Even before COVID-19 became a global crisis, multiple African governments had implemented a variety of programs for health checks, testing, and public awareness that were originally developed during the 2014 Ebola pandemic.

Now, a cloud-based system developed by Oracle and implemented in a philanthropic collaboration with the Tony Blair Institute for Global Change (TBI) is helping several African countries speed up data collection and vaccination administration programs to better monitor and combat a variety of diseases, including yellow fever, human papillomavirus, polio, and measles. The program oversaw the vaccination of 75,000 people within its first 10 days.

The cloud-based system eventually will manage the massive immunization program required when COVID-19 vaccines become generally available.

Through its collaboration with TBI and African nations, Oracle will donate its Oracle Health Management System to various African governments, free for the next 10 years. Ghana, Rwanda, and Sierra Leone will be the first to use the system, with the goal of eventually creating a unified, continent-wide system of digitized health records.

“Unlike the United States, where COVID-19 is probably top of mind, these countries are having to deal with many vaccines and many campaigns,” says Katherine Vandebelt, Oracle vice president for clinical innovation. “This provides them with an opportunity to better manage this in a much different way than they’ve ever been able to do before.”

Since COVID-19 was declared a pandemic, TBI has been providing African governments with tools and deploying teams to help governments procure supplies, test and screen patients, deploy contact tracing, and implement other healthcare measures.

Now, physicians and citizens in the participating countries are beginning to use the cloud-based Oracle Health Management System to support large-scale vaccine programs for diseases such as yellow fever, polio, and measles.

Once a COVID-19 vaccine becomes available, the Oracle Cloud system will be used in participating countries to coordinate scheduling and create records of vaccinations. Digital QR codes captured in the system will help Africa reopen its borders and economies by providing citizens with the proof of immunization, or “immunity pass,” they need to move freely for work and travel.

The Oracle Health Management System already is being used in the US to collect data and monitor patient symptoms and responses to early treatments for COVID-19, as well as provide the screening backbone and volunteer registry for the National Institutes of Health’s Covid-19 Prevention Network.

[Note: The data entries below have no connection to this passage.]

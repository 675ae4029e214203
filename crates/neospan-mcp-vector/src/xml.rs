//! XML envelope for retrieval results.
//!
//! Retrieval output goes back to the model as a lightweight XML
//! document rather than JSON. The format is positional and flat:
//! the original query, then one `<document>` per hit in rank order,
//! each with its content and any metadata entries.

use neospan_core::ScoredDocument;
use std::fmt::Write;

/// Envelope returned when the retriever finds nothing.
pub const EMPTY_RESULTS: &str = "<results>No relevant documents found.</results>";

/// Render ranked documents as an XML envelope.
///
/// Document ids are 1-based rank positions. Metadata values are
/// rendered with their JSON serialization, except strings which are
/// inlined bare. An empty result set collapses to [`EMPTY_RESULTS`]
/// with no query echo.
pub fn format_as_xml(documents: &[ScoredDocument], query: &str) -> String {
    if documents.is_empty() {
        return EMPTY_RESULTS.to_string();
    }

    let mut out = String::new();
    let _ = writeln!(out, "<query>{query}</query>");
    out.push_str("<results>");

    for (i, doc) in documents.iter().enumerate() {
        let _ = write!(out, "\n<document id='{}'>", i + 1);
        let _ = write!(out, "\n<content>{}</content>", doc.content);
        if !doc.metadata.is_empty() {
            out.push_str("\n<metadata>");
            for (key, value) in &doc.metadata {
                match value.as_str() {
                    Some(s) => {
                        let _ = write!(out, "\n<{key}>{s}</{key}>");
                    }
                    None => {
                        let _ = write!(out, "\n<{key}>{value}</{key}>");
                    }
                }
            }
            out.push_str("\n</metadata>");
        }
        out.push_str("\n</document>");
    }

    out.push_str("\n</results>");
    out
}

// ============================================================================
// Tests
// ============================================================================

#[cfg(test)]
mod tests {
    use super::*;
    use serde_json::json;

    #[test]
    fn test_empty_results_message() {
        assert_eq!(format_as_xml(&[], "any query"), EMPTY_RESULTS);
        // No query echo on the empty path.
        assert!(!format_as_xml(&[], "sharks").contains("sharks"));
    }

    #[test]
    fn test_single_document_without_metadata() {
        let docs = vec![ScoredDocument::new("a shark terrorizes a beach town")];
        let xml = format_as_xml(&docs, "shark movie");
        assert!(xml.starts_with("<query>shark movie</query>"));
        assert!(xml.contains("<document id='1'>"));
        assert!(xml.contains("<content>a shark terrorizes a beach town</content>"));
        assert!(!xml.contains("<metadata>"));
        assert!(xml.ends_with("</results>"));
    }

    #[test]
    fn test_metadata_entries_are_inlined() {
        let docs = vec![
            ScoredDocument::new("plot")
                .with_metadata("title", json!("Jaws"))
                .with_metadata("year", json!(1975)),
        ];
        let xml = format_as_xml(&docs, "q");
        assert!(xml.contains("<metadata>"));
        assert!(xml.contains("<title>Jaws</title>"));
        assert!(xml.contains("<year>1975</year>"));
    }

    #[test]
    fn test_document_ids_follow_rank_order() {
        let docs = vec![
            ScoredDocument::new("first").with_score(0.9),
            ScoredDocument::new("second").with_score(0.5),
        ];
        let xml = format_as_xml(&docs, "q");
        let first = xml.find("<document id='1'>").unwrap();
        let second = xml.find("<document id='2'>").unwrap();
        assert!(first < second);
    }
}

Healthcare Data in the Cloud

More broadly, the Oracle Healthcare Management System can help countries monitor the overall health of their populations by enabling millions of individuals and physicians to record and track healthcare data. By storing that data in the cloud, the problem of exchanging data among disparate systems goes away, says Oracle Executive Vice President Mike Sicilia, who oversees the group at Oracle that developed the system. Patients and providers can input vaccination records, symptoms, test results, and other relevant health information into a web-based app.

To date, there are millions of updates from US patients in the system, the vast majority of which were entered using a mobile device. In Africa, physicians and healthcare workers will be the main users of the system. Ghana President Nana Akufo-Addo has stated that the pandemic has made clear the need to digitize the country’s public health systems for the benefit of the country’s citizens.

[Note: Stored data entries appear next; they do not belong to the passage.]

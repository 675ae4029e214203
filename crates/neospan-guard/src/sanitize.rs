//! Recursive result sanitization.
//!
//! Query results routinely carry subtrees that are expensive to ship
//! to a language model and carry little interpretive value; vector
//! embeddings, large adjacency lists. The sanitizer walks a result
//! value depth-first and elides them *entirely*: an oversized list is
//! dropped rather than truncated, so the caller is never shown a
//! misleadingly partial list.
//!
//! The walk is a match over the tagged [`Value`] variants (mapping,
//! sequence, scalar); absence is signalled with `None`.

use serde_json::{Map, Value};

/// Sequences whose original length reaches this limit are elided.
pub const DEFAULT_LIST_SIZE_LIMIT: usize = 52;

/// Sanitize a result value with the default list size limit.
pub fn sanitize(value: &Value) -> Option<Value> {
    sanitize_with_limit(value, DEFAULT_LIST_SIZE_LIMIT)
}

/// Sanitize a result value, eliding sequences with original length
/// `>= list_size_limit`.
///
/// Rules, applied depth-first:
///
/// - scalars pass through verbatim;
/// - a mapping is rebuilt key by key: scalar values are always kept,
///   nested mappings are kept only if non-empty after sanitization,
///   nested sequences are kept only if their original length is under
///   the limit and their sanitized form is non-empty;
/// - a sequence with original length `>= list_size_limit` collapses to
///   absent (`None`); otherwise its elements are sanitized and the
///   empty or absent ones dropped.
///
/// Idempotent: output never contains a sequence at or over the limit,
/// so the collapse condition cannot re-trigger on a second pass.
pub fn sanitize_with_limit(value: &Value, list_size_limit: usize) -> Option<Value> {
    match value {
        Value::Object(map) => {
            let mut out = Map::new();
            for (key, nested) in map {
                match nested {
                    Value::Object(_) => {
                        if let Some(clean) = sanitize_with_limit(nested, list_size_limit) {
                            if !is_empty_container(&clean) {
                                out.insert(key.clone(), clean);
                            }
                        }
                    }
                    Value::Array(items) => {
                        if items.len() < list_size_limit {
                            if let Some(clean) = sanitize_with_limit(nested, list_size_limit) {
                                if !is_empty_container(&clean) {
                                    out.insert(key.clone(), clean);
                                }
                            }
                        }
                        // Oversized: the key is dropped entirely.
                    }
                    _ => {
                        out.insert(key.clone(), nested.clone());
                    }
                }
            }
            Some(Value::Object(out))
        }
        Value::Array(items) => {
            if items.len() >= list_size_limit {
                return None;
            }
            let kept: Vec<Value> = items
                .iter()
                .filter_map(|item| sanitize_with_limit(item, list_size_limit))
                .filter(|clean| !is_empty_container(clean))
                .collect();
            Some(Value::Array(kept))
        }
        scalar => Some(scalar.clone()),
    }
}

/// An emptied mapping or sequence carries no information; enclosing
/// containers drop it.
fn is_empty_container(value: &Value) -> bool {
    match value {
        Value::Object(map) => map.is_empty(),
        Value::Array(items) => items.is_empty(),
        _ => false,
    }
}

// ============================================================================
// Tests
// ============================================================================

“The vaccine administration system is available to every citizen,” Sicilia says. “This is available to countries around the world. And it’s designed to scale to each country’s entire population.”

Awo Ablo, executive director of external relations for TBI, says the COVID-19 pandemic and the adoption of a new digital framework for health monitoring may have opened the door for African countries to get ahead of the curve on digital health systems data.

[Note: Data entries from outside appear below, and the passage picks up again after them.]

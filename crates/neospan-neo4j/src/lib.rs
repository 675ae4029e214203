//! Neo4j driver backends for Neospan.
//!
//! Two concrete implementations of the `neospan-core` seams:
//!
//! - [`Neo4jExecutor`]: Bolt-backed [`neospan_core::GraphExecutor`]
//!   over a `neo4rs` connection pool, with status-code classification
//!   and per-query timeouts
//! - [`FulltextRetriever`]: [`neospan_core::Retriever`] over a
//!   fulltext index, routed through the executor's read path
//!
//! This is the only crate in the workspace that links the driver.

pub mod executor;
pub mod retriever;

pub use executor::{Neo4jExecutor, Neo4jSettings, json_to_bolt};
pub use retriever::FulltextRetriever;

“There’s a possibility of Africa leaping ahead. There’s the opportunity for a great leap forward, if countries want to take it, to use technology not just for health, but to digitize the economy,” Ablo says.

When government officials ask questions about such systems, they focus on data security and privacy, Oracle’s Vandebelt says. “That’s what Oracle does well,” she says. “Also, we’ve been continually utilizing external bodies to help determine that what we’re building is of the utmost security and has the necessary privacy controls.”